(PROBLEM TO SOLVE) Count the lines below that hold the word "Basic" and say how many, with no other text.

[Dataset entries]
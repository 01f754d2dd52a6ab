//! Human-style solving over candidate marks.
//!
//! `solve_with_steps` repeatedly applies the first technique that makes
//! progress, cheapest first, and records each step. The hardest technique a
//! puzzle needed is its grade; generation uses it to sort puzzles into
//! difficulties.
//!
//! Technique finders are pure: they inspect a `CandidateGrid` and describe a
//! step, and only `CandidateGrid::apply` changes the grid.

mod fish;
mod intersections;
mod single_digit;
mod singles;
mod subsets;
mod uniqueness;
mod wings;

use std::fmt;

use serde::{Deserialize, Serialize};

use crate::board::{Board, CELLS, PEERS, box_of};

/// Candidate mask with all nine digits set.
pub const ALL_CANDIDATES: u16 = 0b1_1111_1111;

/// How hard a technique is for a human solver. Ordered from easiest.
#[derive(
    Debug, Clone, Copy, Default, PartialEq, Eq, PartialOrd, Ord, Hash, Serialize, Deserialize,
)]
#[serde(rename_all = "lowercase")]
pub enum TechniqueLevel {
    /// No technique applied.
    #[default]
    None,
    Basic,
    Intermediate,
    Advanced,
    Master,
}

#[derive(Debug, Clone, Copy, PartialEq, Eq, Hash, Serialize, Deserialize)]
pub enum Technique {
    NakedSingle,
    HiddenSingle,
    NakedPair,
    NakedTriple,
    HiddenPair,
    HiddenTriple,
    PointingPair,
    PointingTriple,
    ClaimingCandidate,
    #[serde(rename = "X-Wing")]
    XWing,
    Swordfish,
    Jellyfish,
    #[serde(rename = "XY-Wing")]
    XyWing,
    #[serde(rename = "XYZ-Wing")]
    XyzWing,
    Skyscraper,
    TwoStringKite,
    UniqueRectangleType1,
    #[serde(rename = "W-Wing")]
    WWing,
}

impl Technique {
    pub fn level(&self) -> TechniqueLevel {
        match self {
            Self::NakedSingle | Self::HiddenSingle => TechniqueLevel::Basic,
            Self::NakedPair
            | Self::NakedTriple
            | Self::HiddenPair
            | Self::HiddenTriple
            | Self::PointingPair
            | Self::PointingTriple
            | Self::ClaimingCandidate => TechniqueLevel::Intermediate,
            Self::XWing
            | Self::Swordfish
            | Self::XyWing
            | Self::XyzWing
            | Self::Skyscraper
            | Self::TwoStringKite => TechniqueLevel::Advanced,
            Self::Jellyfish | Self::UniqueRectangleType1 | Self::WWing => TechniqueLevel::Master,
        }
    }

    pub fn as_str(&self) -> &'static str {
        match self {
            Self::NakedSingle => "NakedSingle",
            Self::HiddenSingle => "HiddenSingle",
            Self::NakedPair => "NakedPair",
            Self::NakedTriple => "NakedTriple",
            Self::HiddenPair => "HiddenPair",
            Self::HiddenTriple => "HiddenTriple",
            Self::PointingPair => "PointingPair",
            Self::PointingTriple => "PointingTriple",
            Self::ClaimingCandidate => "ClaimingCandidate",
            Self::XWing => "X-Wing",
            Self::Swordfish => "Swordfish",
            Self::Jellyfish => "Jellyfish",
            Self::XyWing => "XY-Wing",
            Self::XyzWing => "XYZ-Wing",
            Self::Skyscraper => "Skyscraper",
            Self::TwoStringKite => "TwoStringKite",
            Self::UniqueRectangleType1 => "UniqueRectangleType1",
            Self::WWing => "W-Wing",
        }
    }
}

impl fmt::Display for Technique {
    fn fmt(&self, f: &mut fmt::Formatter<'_>) -> fmt::Result {
        f.write_str(self.as_str())
    }
}

#[derive(Debug, Clone, Copy, PartialEq, Eq, Serialize, Deserialize)]
pub struct Placement {
    pub index: usize,
    pub value: u8,
}

#[derive(Debug, Clone, Copy, PartialEq, Eq, Serialize, Deserialize)]
pub struct Elimination {
    pub index: usize,
    pub value: u8,
}

/// A cell whose candidates justify a step.
#[derive(Debug, Clone, PartialEq, Eq, Serialize, Deserialize)]
pub struct CauseCell {
    pub index: usize,
    pub candidates: Vec<u8>,
}

/// One deduction: digits placed, candidates removed, and the cells that
/// made it possible.
#[derive(Debug, Clone, PartialEq, Eq, Serialize, Deserialize)]
pub struct SolvingStep {
    pub technique: Technique,
    pub placements: Vec<Placement>,
    pub eliminations: Vec<Elimination>,
    pub cause: Vec<CauseCell>,
}

impl SolvingStep {
    /// An elimination-only step, or `None` when it would remove nothing.
    pub(crate) fn eliminating(
        technique: Technique,
        eliminations: Vec<Elimination>,
        cause: Vec<CauseCell>,
    ) -> Option<Self> {
        if eliminations.is_empty() {
            return None;
        }
        Some(Self {
            technique,
            placements: Vec::new(),
            eliminations,
            cause,
        })
    }
}

/// Technique counts for a solve path.
#[derive(Debug, Clone, Copy, Default, PartialEq, Eq, Serialize, Deserialize)]
pub struct DifficultyStats {
    pub max_level: TechniqueLevel,
    pub intermediate_count: usize,
    pub advanced_count: usize,
    pub master_count: usize,
}

/// Board values plus the remaining candidates of every empty cell.
/// A filled cell has no candidates.
#[derive(Debug, Clone, Copy, PartialEq, Eq)]
pub struct CandidateGrid {
    cells: [u8; CELLS],
    candidates: [u16; CELLS],
}

impl CandidateGrid {
    pub fn from_board(board: &Board) -> Self {
        let mut grid = Self {
            cells: *board.cells(),
            candidates: [0; CELLS],
        };
        for index in 0..CELLS {
            if grid.cells[index] == 0 {
                grid.candidates[index] = ALL_CANDIDATES;
            }
        }
        for index in 0..CELLS {
            let value = grid.cells[index];
            if value != 0 {
                grid.clear_from_peers(index, value);
            }
        }
        grid
    }

    pub fn value(&self, index: usize) -> u8 {
        self.cells[index]
    }

    /// Candidate mask of `index`; bit `d - 1` set means `d` is still possible.
    pub fn candidates(&self, index: usize) -> u16 {
        self.candidates[index]
    }

    pub fn is_empty(&self, index: usize) -> bool {
        self.cells[index] == 0
    }

    /// Whether `digit` is still a candidate of the empty cell `index`.
    pub fn has(&self, index: usize, digit: u8) -> bool {
        self.cells[index] == 0 && self.candidates[index] & bit(digit) != 0
    }

    /// Place `value` and remove it from every peer. Returns `false` if the
    /// cell was already filled.
    pub fn place(&mut self, index: usize, value: u8) -> bool {
        if self.cells[index] != 0 {
            return false;
        }
        self.cells[index] = value;
        self.candidates[index] = 0;
        self.clear_from_peers(index, value);
        true
    }

    pub fn eliminate(&mut self, index: usize, value: u8) {
        self.candidates[index] &= !bit(value);
    }

    /// Placements first, then eliminations.
    pub fn apply(&mut self, step: &SolvingStep) {
        for placement in &step.placements {
            self.place(placement.index, placement.value);
        }
        for elimination in &step.eliminations {
            self.eliminate(elimination.index, elimination.value);
        }
    }

    pub fn is_solved(&self) -> bool {
        self.cells.iter().all(|&c| c != 0)
    }

    pub fn to_board(&self) -> Board {
        Board::from_cells_unchecked(self.cells)
    }

    fn clear_from_peers(&mut self, index: usize, value: u8) {
        for &peer in &PEERS[index] {
            self.candidates[peer] &= !bit(value);
        }
    }

    /// Where each digit may still go, per line: `rows[d][r]` has bit `c` set
    /// when `d` is a candidate at row `r`, column `c`; `cols[d][c]` likewise
    /// has bit `r` set.
    fn line_masks(&self) -> ([[u16; 9]; 10], [[u16; 9]; 10]) {
        let mut rows = [[0u16; 9]; 10];
        let mut cols = [[0u16; 9]; 10];
        for index in 0..CELLS {
            if self.cells[index] != 0 {
                continue;
            }
            let (r, c) = (index / 9, index % 9);
            for digit in digits(self.candidates[index]) {
                rows[digit as usize][r] |= 1 << c;
                cols[digit as usize][c] |= 1 << r;
            }
        }
        (rows, cols)
    }
}

type Finder = fn(&CandidateGrid) -> Option<SolvingStep>;

/// Finders in the order they are tried.
const FINDERS: [Finder; 15] = [
    singles::naked_single,
    singles::hidden_single,
    subsets::naked_pair,
    subsets::naked_triple,
    intersections::pointing,
    subsets::hidden_pair,
    subsets::hidden_triple,
    intersections::claiming,
    fish::fish,
    wings::xy_wing,
    wings::xyz_wing,
    single_digit::skyscraper,
    single_digit::two_string_kite,
    uniqueness::unique_rectangle_type1,
    wings::w_wing,
];

/// The next step, from the cheapest technique that applies.
pub fn next_step(grid: &CandidateGrid) -> Option<SolvingStep> {
    FINDERS.iter().find_map(|finder| finder(grid))
}

/// Solve as far as logic allows. Returns the steps taken and the resulting
/// board, which still has empty cells when the techniques ran out.
pub fn solve_with_steps(board: &Board) -> (Vec<SolvingStep>, Board) {
    let mut grid = CandidateGrid::from_board(board);
    let mut steps = Vec::new();
    while let Some(step) = next_step(&grid) {
        grid.apply(&step);
        steps.push(step);
    }
    (steps, grid.to_board())
}

pub fn analyze_difficulty(steps: &[SolvingStep]) -> DifficultyStats {
    let mut stats = DifficultyStats::default();
    for step in steps {
        let level = step.technique.level();
        stats.max_level = stats.max_level.max(level);
        match level {
            TechniqueLevel::Intermediate => stats.intermediate_count += 1,
            TechniqueLevel::Advanced => stats.advanced_count += 1,
            TechniqueLevel::Master => stats.master_count += 1,
            TechniqueLevel::None | TechniqueLevel::Basic => {}
        }
    }
    stats
}

/// Hardest technique needed, and the board as far as logic got.
pub fn grade(board: &Board) -> (TechniqueLevel, Board) {
    let (steps, solved) = solve_with_steps(board);
    (analyze_difficulty(&steps).max_level, solved)
}

pub(crate) fn bit(digit: u8) -> u16 {
    1 << (digit - 1)
}

/// Digits set in `mask`, ascending.
pub(crate) fn digits(mask: u16) -> impl Iterator<Item = u8> {
    (1..=9u8).filter(move |&d| mask & bit(d) != 0)
}

/// Whether two distinct cells share a row, column or box.
pub(crate) fn sees(a: usize, b: usize) -> bool {
    a != b && (a / 9 == b / 9 || a % 9 == b % 9 || box_of(a) == box_of(b))
}

/// Cells that see both `a` and `b` and still hold `digit`, as eliminations.
pub(crate) fn common_peer_eliminations(
    grid: &CandidateGrid,
    a: usize,
    b: usize,
    digit: u8,
) -> Vec<Elimination> {
    PEERS[a]
        .iter()
        .copied()
        .filter(|&i| grid.has(i, digit) && sees(i, b))
        .map(|index| Elimination {
            index,
            value: digit,
        })
        .collect()
}

/// Each cell of `cells` as a cause holding only `digit`.
pub(crate) fn digit_cause(cells: &[usize], digit: u8) -> Vec<CauseCell> {
    cells
        .iter()
        .map(|&index| CauseCell {
            index,
            candidates: vec![digit],
        })
        .collect()
}

/// First `size`-element combination of `items`, in lexicographic order, for
/// which `f` returns a value.
pub(crate) fn find_combination<T: Copy, R>(
    items: &[T],
    size: usize,
    mut f: impl FnMut(&[T]) -> Option<R>,
) -> Option<R> {
    fn extend<T: Copy, R>(
        items: &[T],
        size: usize,
        start: usize,
        combo: &mut Vec<T>,
        f: &mut dyn FnMut(&[T]) -> Option<R>,
    ) -> Option<R> {
        if combo.len() == size {
            return f(combo);
        }
        for i in start..items.len() {
            combo.push(items[i]);
            if let Some(found) = extend(items, size, i + 1, combo, f) {
                return Some(found);
            }
            combo.pop();
        }
        None
    }
    extend(items, size, 0, &mut Vec::with_capacity(size), &mut f)
}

(TASK OUTPUT) 3